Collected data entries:
+-------+

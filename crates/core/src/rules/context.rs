//! Read-only evaluation context exposed to rules.
//!
//! Field names follow the wire format (`currentLineItem.lineTotal.subtotal`).
//! Any path that does not resolve yields [`RuleValue::Undefined`].

use std::str::FromStr;

use rust_decimal::Decimal;
use serde_json::Value as JsonValue;
use tessera_shared::types::Cents;

use super::value::RuleValue;
use crate::plan::types::{LineItem, LineTotal, TransactionTotals};

/// Per-value fields available under `value.*`.
#[derive(Debug, Clone, Copy, Default)]
pub struct ValueContext<'a> {
    /// Signed amount this value has contributed so far in the plan.
    pub balance_change: Cents,
    /// Metadata of the value being evaluated.
    pub metadata: Option<&'a JsonValue>,
}

/// Context a rule is evaluated against.
#[derive(Debug, Clone, Copy, Default)]
pub struct RuleContext<'a> {
    /// The line item currently being priced, if any.
    pub current_line_item: Option<&'a LineItem>,
    /// Every line item of the checkout.
    pub line_items: &'a [LineItem],
    /// Running totals of the checkout.
    pub totals: Option<&'a TransactionTotals>,
    /// Request metadata.
    pub metadata: Option<&'a JsonValue>,
    /// The value the rule belongs to.
    pub value: ValueContext<'a>,
}

impl RuleContext<'_> {
    /// Resolves a dotted path.
    #[must_use]
    pub fn lookup(&self, path: &[String]) -> RuleValue {
        let Some((root, rest)) = path.split_first() else {
            return RuleValue::Undefined;
        };

        match root.as_str() {
            "currentLineItem" => self
                .current_line_item
                .map_or(RuleValue::Undefined, |item| line_item_field(item, rest)),
            "lineItems" => match rest {
                [field] if field == "length" => RuleValue::from(i64::try_from(self.line_items.len()).unwrap_or(i64::MAX)),
                _ => RuleValue::Undefined,
            },
            "totals" => self
                .totals
                .map_or(RuleValue::Undefined, |totals| totals_field(totals, rest)),
            "metadata" => json_lookup(self.metadata, rest),
            "value" => match rest {
                [field] if field == "balanceChange" => RuleValue::from(self.value.balance_change),
                [field, tail @ ..] if field == "metadata" => json_lookup(self.value.metadata, tail),
                _ => RuleValue::Undefined,
            },
            _ => RuleValue::Undefined,
        }
    }
}

fn line_item_field(item: &LineItem, path: &[String]) -> RuleValue {
    let Some((field, rest)) = path.split_first() else {
        return RuleValue::Undefined;
    };

    match (field.as_str(), rest) {
        ("type", []) => RuleValue::Str(item.r#type.to_string()),
        ("productId", []) => item.product_id.as_deref().into(),
        ("variantId", []) => item.variant_id.as_deref().into(),
        ("unitPrice", []) => RuleValue::from(item.unit_price),
        ("quantity", []) => RuleValue::from(item.quantity),
        ("taxRate", []) => item.tax_rate.into(),
        ("marketplaceRate", []) => item.marketplace_rate.into(),
        ("metadata", tail) => json_lookup(item.metadata.as_ref(), tail),
        ("lineTotal", [name]) => line_total_field(&item.line_total, name),
        _ => RuleValue::Undefined,
    }
}

fn line_total_field(total: &LineTotal, name: &str) -> RuleValue {
    let cents = match name {
        "subtotal" => total.subtotal,
        "taxable" => total.taxable,
        "tax" => total.tax,
        "discount" => total.discount,
        "remainder" => total.remainder,
        "payable" => total.payable,
        _ => return RuleValue::Undefined,
    };
    RuleValue::from(cents)
}

fn totals_field(totals: &TransactionTotals, path: &[String]) -> RuleValue {
    let [name] = path else {
        return RuleValue::Undefined;
    };
    let cents = match name.as_str() {
        "subtotal" => totals.subtotal,
        "tax" => totals.tax,
        "discount" => totals.discount,
        "payable" => totals.payable,
        "remainder" => totals.remainder,
        "discountLedger" => totals.discount_ledger,
        "paidLedger" => totals.paid_ledger,
        "paidProcessor" => totals.paid_processor,
        "paidInternal" => totals.paid_internal,
        _ => return RuleValue::Undefined,
    };
    RuleValue::from(cents)
}

/// Walks a JSON document. Objects and arrays themselves are not scalar and
/// resolve to `Undefined`; arrays expose `length` and numeric indexes.
fn json_lookup(root: Option<&JsonValue>, path: &[String]) -> RuleValue {
    let mut current = match root {
        Some(value) => value,
        None => return RuleValue::Undefined,
    };

    for segment in path {
        current = match current {
            JsonValue::Object(map) => match map.get(segment) {
                Some(next) => next,
                None => return RuleValue::Undefined,
            },
            JsonValue::Array(items) if segment == "length" => {
                return RuleValue::from(i64::try_from(items.len()).unwrap_or(i64::MAX));
            }
            JsonValue::Array(items) => match segment.parse::<usize>().ok().and_then(|i| items.get(i)) {
                Some(next) => next,
                None => return RuleValue::Undefined,
            },
            _ => return RuleValue::Undefined,
        };
    }

    match current {
        JsonValue::Number(n) => {
            let text = n.to_string();
            Decimal::from_str(&text)
                .or_else(|_| Decimal::from_scientific(&text))
                .map_or(RuleValue::Undefined, RuleValue::Number)
        }
        JsonValue::Bool(b) => RuleValue::Bool(*b),
        JsonValue::String(s) => RuleValue::Str(s.clone()),
        JsonValue::Null | JsonValue::Object(_) | JsonValue::Array(_) => RuleValue::Undefined,
    }
}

+-------+

◆ Problem to work on: Which lines in the records above contain the string "JsonValue"? Copy each one.

◆ Task result:
use serde_json::Value as JsonValue;
    pub metadata: Option<&'a JsonValue>,
    pub metadata: Option<&'a JsonValue>,
fn json_lookup(root: Option<&JsonValue>, path: &[String]) -> RuleValue {
            JsonValue::Object(map) => match map.get(segment) {
            JsonValue::Array(items) if segment == "length" => {
            JsonValue::Array(items) => match segment.parse::<usize>().ok().and_then(|i| items.get(i)) {
        JsonValue::Number(n) => {
        JsonValue::Bool(b) => RuleValue::Bool(*b),
        JsonValue::String(s) => RuleValue::Str(s.clone()),
        JsonValue::Null | JsonValue::Object(_) | JsonValue::Array(_) => RuleValue::Undefined,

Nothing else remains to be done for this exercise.